Donavan Miller – “My mother was a single parent, and my brother and two other siblings lived with her. None of us had a good father figure in our lives, and we relied on our uncles to discipline us when my mom needed some help. I was the problem child out of the three children. I always got in trouble, fighting with other kids and getting in trouble with the law. I only saw my dad once a year when I visited him in another part of Canada. I didn’t have a terrific relationship with my dad. And he wasn’t around. My bad behavior continued, and my mother tried everything she could to help me; she got me into the Big Brothers of Canada program, and I had a Big Brother that helped me as a boy and took me out to show me new perspectives and adventures. His name was Bruce Roberts, and to this day, I will forever feel that he was more of a father to me than anybody else. I grew up in my early twenties and had a daughter and my very first daughter at that; I will always remind her and tell her that she’s my little princess and I’m forever proud of her because she’s a miracle child and successful young woman, and I’m happy that indeed I am and continue to be a part of her life, as well as my other children.

Bruce was a white man, and I was a black child, but that didn’t worry me at all, and I thought he was the greatest thing that could have happened to me from a father’s perspective. One thing for sure is my goal and promise to me that I will never let my children down. I’m glad to say I’m so happy I kept my promise to my children and myself. At the beginning of my fatherhood, I couldn’t give my daughter a two-parent household which made me very insecure and wondering if that would affect her along the way. I wanted to guarantee that I tended to all my children and continue to provide them with all the love and care I could give them. But, I’m blessed to know that even with co-parenting, I did all right, and Amanda will always have a full-time father no matter how old she is. I learned that no matter whatever transpires in your relationship with other individuals, you will invariably have a relationship with your children. Today and now, I am the father of three boys and one girl; I’ve been through lots of tribulations regarding relationships, but I think I’m in a good place, and through all that time, I ensured that all my kids were taken care of. What does fatherhood mean to me?  Being there for your children, spending the time with them, teaching them new things, helping them up when they fall, fatherhood is you laughing with them, crying with them, hugging them, supporting them, and helping them along their way until they get to the age where they can stand on their own. Then standing back and smiling as you watched them grow and prosper as a young adult with that strong and proud feeling, saying, that’s my child. That’s what fatherhood means to me.”

Terrill Paul, R&B SINGER, OLHO ENTERTAINMENT. – “What is fatherhood to me? First, fatherhood is not for children. It is something that has to be taken seriously. This means that you are responsible for a life other than yourself. The child or children will become what they see. It’s learned behavior. Be the example you want them to become.” (Latest Single: “Worth It”)

Image Courtesy of T. Paul

We at FEMI would like to say Happy Father’s Day to all the men around the world who are raising our future leaders of tomorrow! Black Father’s Matter! Our prayers go out to those who no longer have their Father with them and to those who have lost their kids.

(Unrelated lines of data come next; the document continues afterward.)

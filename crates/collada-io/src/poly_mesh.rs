//! In-memory host mesh.
//!
//! [`PolyMesh`] implements [`PolygonMesh`] over plain vectors. It is used by
//! tools that build meshes programmatically and by the exporter tests.

use crate::traits::{ColorSet, HoleInfo, PolygonMesh};

/// A polygon of a [`PolyMesh`]. Hole vertices follow the outer boundary.
#[derive(Debug, Clone, Default, PartialEq, Eq)]
pub struct Polygon {
    pub vertices: Vec<u32>,
    pub normals: Option<Vec<u32>>,
    /// Per UV set, one index per face vertex.
    pub uvs: Vec<Vec<u32>>,
    /// Per color set, one optional index per face vertex.
    pub colors: Vec<Vec<Option<u32>>>,
    pub hole_sizes: Vec<usize>,
    pub shader: Option<usize>,
}

impl Polygon {
    pub fn new(vertices: Vec<u32>) -> Self {
        Self {
            vertices,
            ..Self::default()
        }
    }

    pub fn with_normals(mut self, normals: Vec<u32>) -> Self {
        self.normals = Some(normals);
        self
    }

    pub fn with_uvs(mut self, uvs: Vec<Vec<u32>>) -> Self {
        self.uvs = uvs;
        self
    }

    pub fn with_colors(mut self, colors: Vec<Vec<Option<u32>>>) -> Self {
        self.colors = colors;
        self
    }

    /// Appends a hole boundary to the vertex list.
    pub fn with_hole(mut self, vertices: Vec<u32>) -> Self {
        self.hole_sizes.push(vertices.len());
        self.vertices.extend(vertices);
        self
    }

    pub fn with_shader(mut self, shader: usize) -> Self {
        self.shader = Some(shader);
        self
    }

    pub fn vertex_count(&self) -> usize {
        self.vertices.len()
    }

    fn outer_vertex_count(&self) -> usize {
        self.vertices
            .len()
            .saturating_sub(self.hole_sizes.iter().sum::<usize>())
    }
}

#[derive(Debug, Clone, Default)]
pub struct PolyMesh {
    polygons: Vec<Polygon>,
    holes: Vec<HoleInfo>,
    shaders: Vec<String>,
    uv_set_names: Vec<String>,
    color_sets: Vec<ColorSet>,
}

impl PolyMesh {
    pub fn new() -> Self {
        Self::default()
    }

    pub fn with_shaders(mut self, shaders: &[&str]) -> Self {
        self.shaders = shaders.iter().map(|s| s.to_string()).collect();
        self
    }

    pub fn with_uv_sets(mut self, names: &[&str]) -> Self {
        self.uv_set_names = names.iter().map(|s| s.to_string()).collect();
        self
    }

    pub fn with_color_set(mut self, name: &str, white_color_index: u32) -> Self {
        self.color_sets.push(ColorSet::new(name, white_color_index));
        self
    }

    /// Adds a polygon and returns its index.
    pub fn add_polygon(&mut self, polygon: Polygon) -> usize {
        let index = self.polygons.len();
        let mut first = polygon.outer_vertex_count();
        for &size in &polygon.hole_sizes {
            if let Some(&first_vertex) = polygon.vertices.get(first) {
                self.holes.push(HoleInfo {
                    polygon: index,
                    vertex_count: size,
                    first_vertex,
                });
            }
            first += size;
        }
        self.polygons.push(polygon);
        index
    }

    pub fn polygon(&self, index: usize) -> Option<&Polygon> {
        self.polygons.get(index)
    }

    pub fn polygons(&self) -> &[Polygon] {
        &self.polygons
    }
}

impl PolygonMesh for PolyMesh {
    fn num_polygons(&self) -> usize {
        self.polygons.len()
    }

    fn polygon_vertex_count(&self, polygon: usize) -> usize {
        self.polygons.get(polygon).map_or(0, Polygon::vertex_count)
    }

    fn vertex_index(&self, polygon: usize, vertex: usize) -> u32 {
        self.polygons
            .get(polygon)
            .and_then(|p| p.vertices.get(vertex))
            .copied()
            .unwrap_or(0)
    }

    fn has_face_vertex_normals(&self) -> bool {
        !self.polygons.is_empty() && self.polygons.iter().all(|p| p.normals.is_some())
    }

    fn normal_index(&self, polygon: usize, vertex: usize) -> Option<u32> {
        self.polygons
            .get(polygon)?
            .normals
            .as_ref()?
            .get(vertex)
            .copied()
    }

    fn uv_set_names(&self) -> &[String] {
        &self.uv_set_names
    }

    fn uv_index(&self, polygon: usize, vertex: usize, uv_set: usize) -> Option<u32> {
        self.polygons.get(polygon)?.uvs.get(uv_set)?.get(vertex).copied()
    }

    fn color_sets(&self) -> &[ColorSet] {
        &self.color_sets
    }

    fn color_index(&self, polygon: usize, vertex: usize, color_set: usize) -> Option<u32> {
        self.polygons
            .get(polygon)?
            .colors
            .get(color_set)?
            .get(vertex)
            .copied()
            .flatten()
    }

    fn is_holed(&self, polygon: usize) -> bool {
        self.polygons
            .get(polygon)
            .map_or(false, |p| !p.hole_sizes.is_empty())
    }

    fn hole_infos(&self) -> &[HoleInfo] {
        &self.holes
    }

    /// Fan triangulation around the first vertex. Holed polygons are not
    /// triangulated.
    fn triangulate(&self, polygon: usize) -> Option<Vec<[usize; 3]>> {
        let p = self.polygons.get(polygon)?;
        if !p.hole_sizes.is_empty() || p.vertex_count() < 3 {
            return None;
        }
        Some((1..p.vertex_count() - 1).map(|i| [0, i, i + 1]).collect())
    }

    fn shaders(&self) -> &[String] {
        &self.shaders
    }

    fn shader_index(&self, polygon: usize) -> Option<usize> {
        self.polygons.get(polygon)?.shader
    }
}
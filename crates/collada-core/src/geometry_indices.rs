#[derive(Debug, Clone, Copy, PartialEq, Eq, Hash, PartialOrd, Ord, Default)]
pub struct FaceIndex(pub u32);

#[derive(Debug, Clone, Copy, PartialEq, Eq, Hash, PartialOrd, Ord, Default)]
pub struct MaterialId(pub u64);

impl From<u32> for FaceIndex {
    fn from(v: u32) -> Self {
        Self(v)
    }
}

impl From<FaceIndex> for u32 {
    fn from(v: FaceIndex) -> Self {
        v.0
    }
}

impl From<usize> for FaceIndex {
    fn from(v: usize) -> Self {
        Self(v as u32)
    }
}

impl From<FaceIndex> for usize {
    fn from(v: FaceIndex) -> Self {
        v.0 as usize
    }
}

impl From<u64> for MaterialId {
    fn from(v: u64) -> Self {
        Self(v)
    }
}
//! Decoded mesh primitive: de-interleaved index arrays plus face structure.

use crate::geometry_indices::{FaceIndex, MaterialId};
use crate::index_list::IndexList;

#[derive(Debug, Clone, Copy, PartialEq, Eq, Hash)]
pub enum PrimitiveType {
    Triangles,
    /// Both `<polylist>` and `<polygons>`.
    Polygons,
    Tristrips,
    Trifans,
}

impl PrimitiveType {
    pub fn is_strip_or_fan(self) -> bool {
        matches!(self, PrimitiveType::Tristrips | PrimitiveType::Trifans)
    }
}

/// A hole cut from a polygon of a `<polygons>` primitive.
#[derive(Debug, Clone, Copy, PartialEq, Eq)]
pub struct PolygonHole {
    /// Position of the hole's negative entry in the vertex-count array.
    pub entry: usize,
    /// Polygon the hole belongs to.
    pub face: FaceIndex,
}

/// Lengths of every index array of a primitive at some point of decoding.
#[derive(Debug, Clone, Default, PartialEq, Eq)]
pub struct IndexArrayLengths {
    pub positions: usize,
    pub normals: usize,
    pub uv_coords: Vec<usize>,
    pub colors: Vec<usize>,
}

#[derive(Debug, Clone)]
pub struct MeshPrimitive {
    primitive_type: PrimitiveType,
    position_indices: Vec<u32>,
    normal_indices: Vec<u32>,
    uv_coord_indices: Vec<IndexList>,
    color_indices: Vec<IndexList>,
    grouped_vertices_vertex_count: Vec<i32>,
    polygon_holes: Vec<PolygonHole>,
    grouped_vertex_elements_count: usize,
    face_count: usize,
    material_id: MaterialId,
    material: String,
}

impl MeshPrimitive {
    pub fn new(primitive_type: PrimitiveType) -> Self {
        Self {
            primitive_type,
            position_indices: Vec::new(),
            normal_indices: Vec::new(),
            uv_coord_indices: Vec::new(),
            color_indices: Vec::new(),
            grouped_vertices_vertex_count: Vec::new(),
            polygon_holes: Vec::new(),
            grouped_vertex_elements_count: 0,
            face_count: 0,
            material_id: MaterialId::default(),
            material: String::new(),
        }
    }

    pub fn primitive_type(&self) -> PrimitiveType {
        self.primitive_type
    }

    pub fn position_indices(&self) -> &[u32] {
        &self.position_indices
    }

    pub fn position_indices_mut(&mut self) -> &mut Vec<u32> {
        &mut self.position_indices
    }

    pub fn normal_indices(&self) -> &[u32] {
        &self.normal_indices
    }

    pub fn normal_indices_mut(&mut self) -> &mut Vec<u32> {
        &mut self.normal_indices
    }

    pub fn has_normal_indices(&self) -> bool {
        !self.normal_indices.is_empty()
    }

    pub fn uv_coord_indices(&self) -> &[IndexList] {
        &self.uv_coord_indices
    }

    pub fn uv_coord_indices_mut(&mut self) -> &mut Vec<IndexList> {
        &mut self.uv_coord_indices
    }

    pub fn color_indices(&self) -> &[IndexList] {
        &self.color_indices
    }

    pub fn color_indices_mut(&mut self) -> &mut Vec<IndexList> {
        &mut self.color_indices
    }

    /// Vertex counts of the polygons, strips or fans. Negative entries are
    /// holes of the preceding polygon.
    pub fn grouped_vertices_vertex_count(&self) -> &[i32] {
        &self.grouped_vertices_vertex_count
    }

    pub fn append_grouped_vertices_vertex_count(&mut self, count: i32) {
        self.grouped_vertices_vertex_count.push(count);
    }

    /// Registers a hole of `face` and records its negative vertex count.
    pub fn append_polygon_hole(&mut self, face: FaceIndex, vertex_count: usize) {
        let entry = self.grouped_vertices_vertex_count.len();
        self.grouped_vertices_vertex_count
            .push(-i32::try_from(vertex_count).unwrap_or(i32::MAX));
        self.polygon_holes.push(PolygonHole { entry, face });
    }

    pub fn polygon_holes(&self) -> &[PolygonHole] {
        &self.polygon_holes
    }

    pub fn num_polygon_holes(&self) -> usize {
        self.polygon_holes.len()
    }

    /// Number of strips or fans.
    pub fn grouped_vertex_elements_count(&self) -> usize {
        self.grouped_vertex_elements_count
    }

    pub fn set_grouped_vertex_elements_count(&mut self, count: usize) {
        self.grouped_vertex_elements_count = count;
    }

    pub fn face_count(&self) -> usize {
        self.face_count
    }

    pub fn set_face_count(&mut self, face_count: usize) {
        self.face_count = face_count;
    }

    pub fn material_id(&self) -> MaterialId {
        self.material_id
    }

    pub fn set_material_id(&mut self, material_id: MaterialId) {
        self.material_id = material_id;
    }

    /// Material symbol of the primitive's `material` attribute.
    pub fn material(&self) -> &str {
        &self.material
    }

    pub fn set_material(&mut self, material: impl Into<String>) {
        self.material = material.into();
    }

    pub fn reserve(&mut self, additional: usize) {
        self.position_indices.reserve(additional);
        self.normal_indices.reserve(additional);
    }

    pub fn index_array_lengths(&self) -> IndexArrayLengths {
        IndexArrayLengths {
            positions: self.position_indices.len(),
            normals: self.normal_indices.len(),
            uv_coords: self.uv_coord_indices.iter().map(IndexList::len).collect(),
            colors: self.color_indices.iter().map(IndexList::len).collect(),
        }
    }

    /// Shrinks every index array back to the given lengths. Channels created
    /// after the lengths were taken are emptied.
    pub fn restore_index_array_lengths(&mut self, lengths: &IndexArrayLengths) {
        self.position_indices.truncate(lengths.positions);
        self.normal_indices.truncate(lengths.normals);
        for (i, list) in self.uv_coord_indices.iter_mut().enumerate() {
            list.truncate(lengths.uv_coords.get(i).copied().unwrap_or(0));
        }
        for (i, list) in self.color_indices.iter_mut().enumerate() {
            list.truncate(lengths.colors.get(i).copied().unwrap_or(0));
        }
    }

    /// Keeps `count` entries past `start` in every index array. A channel
    /// created after `start` was taken starts at zero.
    pub fn truncate_after(&mut self, start: &IndexArrayLengths, count: usize) {
        let keep = |lengths: &[usize], i: usize| lengths.get(i).copied().unwrap_or(0) + count;
        self.position_indices.truncate(start.positions + count);
        self.normal_indices.truncate(start.normals + count);
        for (i, list) in self.uv_coord_indices.iter_mut().enumerate() {
            list.truncate(keep(&start.uv_coords, i));
        }
        for (i, list) in self.color_indices.iter_mut().enumerate() {
            list.truncate(keep(&start.colors, i));
        }
    }

    pub fn truncate_index_arrays(&mut self, len: usize) {
        self.position_indices.truncate(len);
        self.normal_indices.truncate(len);
        for list in &mut self.uv_coord_indices {
            list.truncate(len);
        }
        for list in &mut self.color_indices {
            list.truncate(len);
        }
    }

    /// Sum of the positive vertex counts.
    pub fn face_vertex_count_sum(&self) -> usize {
        self.grouped_vertices_vertex_count
            .iter()
            .filter(|&&count| count > 0)
            .map(|&count| count as usize)
            .sum()
    }

    /// Number of indices in the primitive, counting polygon and hole vertices.
    pub fn vertex_index_count(&self) -> usize {
        match self.primitive_type {
            PrimitiveType::Triangles => self.face_count * 3,
            _ => self
                .grouped_vertices_vertex_count
                .iter()
                .map(|count| count.unsigned_abs() as usize)
                .sum(),
        }
    }

    /// Number of triangles the primitive covers once triangulated.
    pub fn triangle_count(&self) -> usize {
        match self.primitive_type {
            PrimitiveType::Triangles => self.face_count,
            PrimitiveType::Tristrips | PrimitiveType::Trifans => self.face_count,
            PrimitiveType::Polygons => self
                .grouped_vertices_vertex_count
                .iter()
                .filter(|&&count| count >= 3)
                .map(|&count| count as usize - 2)
                .sum(),
        }
    }

    pub fn has_only_triangles(&self) -> bool {
        match self.primitive_type {
            PrimitiveType::Triangles => true,
            PrimitiveType::Tristrips | PrimitiveType::Trifans => false,
            PrimitiveType::Polygons => self
                .grouped_vertices_vertex_count
                .iter()
                .all(|&count| count == 3),
        }
    }
}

I want to personally say Happy Father’s Day to my Father, Charles Austin from myself and Kacey! He has raised me since I was a teen and has been the best role model to me. I am who I am today because of his guidance and support!

Happy Father’s Day also to my biological Father, Alphonso Johnson who God blessed me to find after searching for 27 years.

The image was captured back in 2017 of my biological dad and little brother.